BROOKE GLADSTONE: Next, facts about rape. Recently, Senator Joseph Lieberman wrote an op-ed for the Washington Post laying out reasons for the US to support the Syrian resistance and oppose the Syrian government. Among them, he described, quote, “The widespread and deliberate use of rape and other sexual violence as weapons of war.”
Lauren Wolfe is the director of the Women Under Siege Project, which has curated a map plotting cases of sexual violence in Syria. After reading the senator’s claim in The Post, she wrote an article about trying to verify his assertions of widespread rape. It was a strange thing to do, publicly casting doubt on assertions that support your cause, but she concluded that ultimately credibility is more important.
LAUREN WOLFE: To me, it actually reminds me of the weapons of mass destruction controversy.
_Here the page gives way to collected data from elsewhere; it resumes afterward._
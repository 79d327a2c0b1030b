use image::GrayImage;
use serde::Serialize;

use crate::models::{DetectorParams, WaveMarkError};

/// Variance floor below which correlation is defined as zero
const VARIANCE_EPS: f64 = 1e-10;

/// Result of a presence check
#[derive(Debug, Clone, Copy, Serialize)]
#[serde(rename_all = "camelCase")]
pub struct Detection {
    /// Score strictly above the threshold
    pub detected: bool,
    /// Pearson correlation in [-1, 1]
    pub score: f64,
}

/// Pearson-correlation watermark detector
///
/// Compares a reference pattern against an extracted candidate of the same
/// pixel count. Degenerate inputs (near-zero variance, e.g. an all-black
/// candidate) score 0.0 rather than NaN, so they never pass the threshold.
pub struct WatermarkDetector {
    params: DetectorParams,
}

impl WatermarkDetector {
    pub fn new(params: DetectorParams) -> Self {
        Self { params }
    }

    /// Score the candidate against the target pattern and apply the threshold
    pub fn detect(
        &self,
        target: &GrayImage,
        candidate: &GrayImage,
    ) -> Result<Detection, WaveMarkError> {
        let score = self.correlation(target, candidate)?;
        Ok(Detection {
            detected: score > self.params.threshold,
            score,
        })
    }

    /// Pearson correlation between two patterns of equal pixel count
    pub fn correlation(
        &self,
        target: &GrayImage,
        candidate: &GrayImage,
    ) -> Result<f64, WaveMarkError> {
        if target.len() != candidate.len() {
            return Err(WaveMarkError::ShapeMismatch(format!(
                "Target pattern has {} samples but candidate has {}",
                target.len(),
                candidate.len()
            )));
        }
        let a: Vec<f64> = target.pixels().map(|p| p[0] as f64).collect();
        let b: Vec<f64> = candidate.pixels().map(|p| p[0] as f64).collect();
        Ok(pearson(&a, &b))
    }
}

/// Pearson correlation coefficient of two equal-length sample sets
pub fn pearson(a: &[f64], b: &[f64]) -> f64 {
    debug_assert_eq!(a.len(), b.len());
    if a.is_empty() {
        return 0.0;
    }

    let n = a.len() as f64;
    let mean_a = a.iter().sum::<f64>() / n;
    let mean_b = b.iter().sum::<f64>() / n;

    let mut covariance = 0.0;
    let mut var_a = 0.0;
    let mut var_b = 0.0;
    for i in 0..a.len() {
        let da = a[i] - mean_a;
        let db = b[i] - mean_b;
        covariance += da * db;
        var_a += da * da;
        var_b += db * db;
    }

    let denominator = (var_a * var_b).sqrt();
    if denominator < VARIANCE_EPS {
        return 0.0;
    }
    covariance / denominator
}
If you're going to be saying there’s widespread human rights abuses, sexual violence and then it turns out not to be the case and in the meantime that’s how we’ve built up the premise of getting involved in a foreign war, we should be very careful at the beginning when we start saying these things.
BROOKE GLADSTONE: Now, you aren’t saying that rape isn’t going on. You know that rape is going on. It’s just a different thing from the widespread and deliberate use of rape and other sexual violence as weapons of war.
LAUREN WOLFE: Right. And part of the reason my project was founded – it was founded by Gloria Steinem because she wanted to understand better how rape is literally used as a weapon of war in each conflict. And if you understand it’s being used to gain information about combatants who are related to these women, if you understand that it’s being used for ethnic cleansing in order to forcibly impregnate women, as they were in Bosnia, sometimes it’s used for humiliation, just a means of terrorizing a population, once you have a better grasp on why it’s being used, then perhaps you can intercede.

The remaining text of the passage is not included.